Gli youtuber sono in grado di superare gli esami di Maturità?

La rubrica dello psicologo, a cura di Cesare Ammendola.

In una sorta di cortocircuito della cronaca, nei giorni di una volubile estate italiana, migliaia di alunne e di alunni di diciotto anni (per lo più) stanno attraversando un importante rito di passaggio: la prova di maturità.

In questi stessi giorni, quattro loro coetanei (all’incirca) si sono resi protagonisti di un tragico evento. La vita di un bambino di appena cinque anni è stata stroncata di fatto dal comportamento dei quattro ragazzi. Che, dopo aver affittato un costosissimo Suv, per decine di ore, hanno filmato le loro folli corse a 110 km orari. Nelle stradine di Roma. Per pubblicare la loro ennesima sfida estrema. E ottenere ancora soldi e popolarità da influencer. Condividendo la challenge su You Tube. Continuando (forse) a filmare anche dopo il tragico impatto.

Come ho scritto altrove, le “sfide estreme” su You Tube sono da anni i sintomi sottovalutati di una nuova “psicopatologia digitale” (mi riferisco al fenomeno dei comportamenti, non a singoli individui e persone). Non chiamatelo “incidente”. Se io sono alla guida a 50 km orari e, ansioso come sono, leggo al volo il WhatsApp (che aspettavo) di mia figlia e tampono l’auto che mi sta davanti, questo è un incidente. E io sono il classico idioma dell’era digitale. Ma quello lì non si chiama “incidente”. Le parole contano. E mi chiedo: non è forse complice, suo malgrado, chi visualizza divertito e adrenalinico (600.000 iscritti nel loro canale)? Chi consente dall’alto l’affare delle challenge senza monitorare (le mega-piattaforme)? Chi, tra i genitori, considera queste cose delle “bravate” (finite male solo per sfortuna)?
I quattro ragazzi ora hanno “chiuso” il loro canale su Youtube, rinunciando d’ora in poi a tanti soldi. E chiedono perdono, ammettendo che nelle loro vite nulla sarà più come prima, dopo la morte del piccolo Manuel.

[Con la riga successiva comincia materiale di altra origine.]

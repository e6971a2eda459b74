use std::{error::Error, fmt};

/// Where an error was intercepted.
#[derive(Debug, Clone, Copy, PartialEq, Eq, Hash)]
pub enum ErrorKind {
    /// A panic caught by the panic hook.
    UncaughtException,
    /// An `Err` returned by a task nobody awaited.
    UnhandledRejection,
    /// An error raised by the Discord client (gateway or HTTP).
    ClientError,
}

impl ErrorKind {
    pub fn as_str(self) -> &'static str {
        match self {
            Self::UncaughtException => "Uncaught Exception",
            Self::UnhandledRejection => "Unhandled Rejection",
            Self::ClientError => "Discord Error",
        }
    }
}

impl fmt::Display for ErrorKind {
    fn fmt(&self, f: &mut fmt::Formatter<'_>) -> fmt::Result {
        f.write_str(self.as_str())
    }
}

/// A single intercepted error.
#[derive(Debug, Clone, PartialEq, Eq)]
pub struct ErrorEvent {
    pub kind: ErrorKind,
    /// One-line rendering of the error.
    pub message: String,
    /// Backtrace or cause chain, shown only when stacks are enabled.
    pub trace: Option<String>,
    /// Already printed where it was raised; the forwarder only relays it.
    pub console_written: bool,
}

impl ErrorEvent {
    pub fn new(kind: ErrorKind, message: impl Into<String>) -> Self {
        Self {
            kind,
            message: message.into(),
            trace: None,
            console_written: false,
        }
    }

    pub fn mark_console_written(mut self) -> Self {
        self.console_written = true;
        self
    }

    pub fn with_trace(mut self, trace: impl Into<String>) -> Self {
        self.trace = Some(trace.into());
        self
    }

    /// Build an event from an error, keeping its `source()` chain as the trace.
    pub fn from_error(kind: ErrorKind, error: &(dyn Error + 'static)) -> Self {
        let mut causes = Vec::new();
        let mut source = error.source();
        while let Some(cause) = source {
            causes.push(format!("caused by: {cause}"));
            source = cause.source();
        }

        let event = Self::new(kind, error.to_string());
        if causes.is_empty() {
            event
        } else {
            event.with_trace(causes.join("\n"))
        }
    }

    /// Build an event from an `anyhow` error; the trace is its debug rendering.
    pub fn from_anyhow(kind: ErrorKind, error: &anyhow::Error) -> Self {
        Self::new(kind, error.to_string()).with_trace(format!("{error:?}"))
    }

    /// Text written to the console.
    pub fn console_text(&self, include_stack: bool) -> String {
        match (&self.trace, include_stack) {
            (Some(trace), true) => format!("{}\n{trace}", self.message),
            _ => self.message.clone(),
        }
    }

    /// Text sent to the webhook.
    pub fn webhook_content(&self) -> String {
        format!("{}: {}", self.kind, self.message)
    }
}
use twilight_model::gateway::payload::incoming::MessageCreate;

use crate::CommandMeta;
use crate::utility::usage_message;
use utilize_core::Context;
use utilize_utils::array::shuffle;

pub const META: CommandMeta = CommandMeta {
    name: "shuffle",
    desc: "Shuffles the given items.",
    category: "utility",
    usage: "!shuffle <items...>",
};

pub async fn run(ctx: Context, msg: Box<MessageCreate>, args: &[&str]) -> anyhow::Result<()> {
    let out = if args.is_empty() {
        usage_message(&META)
    } else {
        shuffle(args).join(", ")
    };

    ctx.http.create_message(msg.channel_id).content(&out).await?;

    Ok(())
}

Io condivido la vostra rabbia, indignazione e diffidenza. Ma ora devo credere in loro. Altrimenti avrei scelto di fare un altro lavoro. Devo credere nella possibilità della redenzione dei ragazzi di oggi. Altrimenti?
Lo so. In tanti pensano che dietro ci sia solo strategia, calcolo, un buon avvocato. Può darsi. Ma io ora voglio credere che siano davvero spaventati, pentiti e dispiaciuti. E che il fenomeno della “psicopatologia digitale” avesse incrinato a tratti il loro esame di realtà. E però, se vogliono che io creda alle loro parole, devono assolutamente darmi un’ultima prova, la vera prova dell’esame di Maturità: di fronte all’avvocato che sostiene che questa tragedia si sarebbe potuta evitare, se la donna e madre alla guida avesse rispettato la precedenza, loro, in lacrime, dovrebbero dire tre semplici e definitive parole: “Non è vero!” E io riscoprire la grazia di quel giorno in cui decisi di iscrivermi proprio lì, a Roma, alla Facoltà di Psicologia.

Intanto, a proposito di maturità, a tutti i ragazzi che, sonnambuli d’ansia, camminano ora a piedi nudi sugli esami di Maturità, voglio mandare un sorriso che somigli a una granita di fragole e panna nella colazione più coraggiosa dell’alba.
Comunque vada, siete molto più belli dei giudizi di qualsiasi Commissione. L’originalità e la creatività di un vostro pensiero libero e nuovo salveranno il mondo. Ma non tutte le Commissioni sapranno vedervi. Per quello che siete nella vostra divergente unicità. E però non prendetevela con voi stessi! Accade, non di rado, che l’essenziale sia invisibile agli occhi della scuola italiana.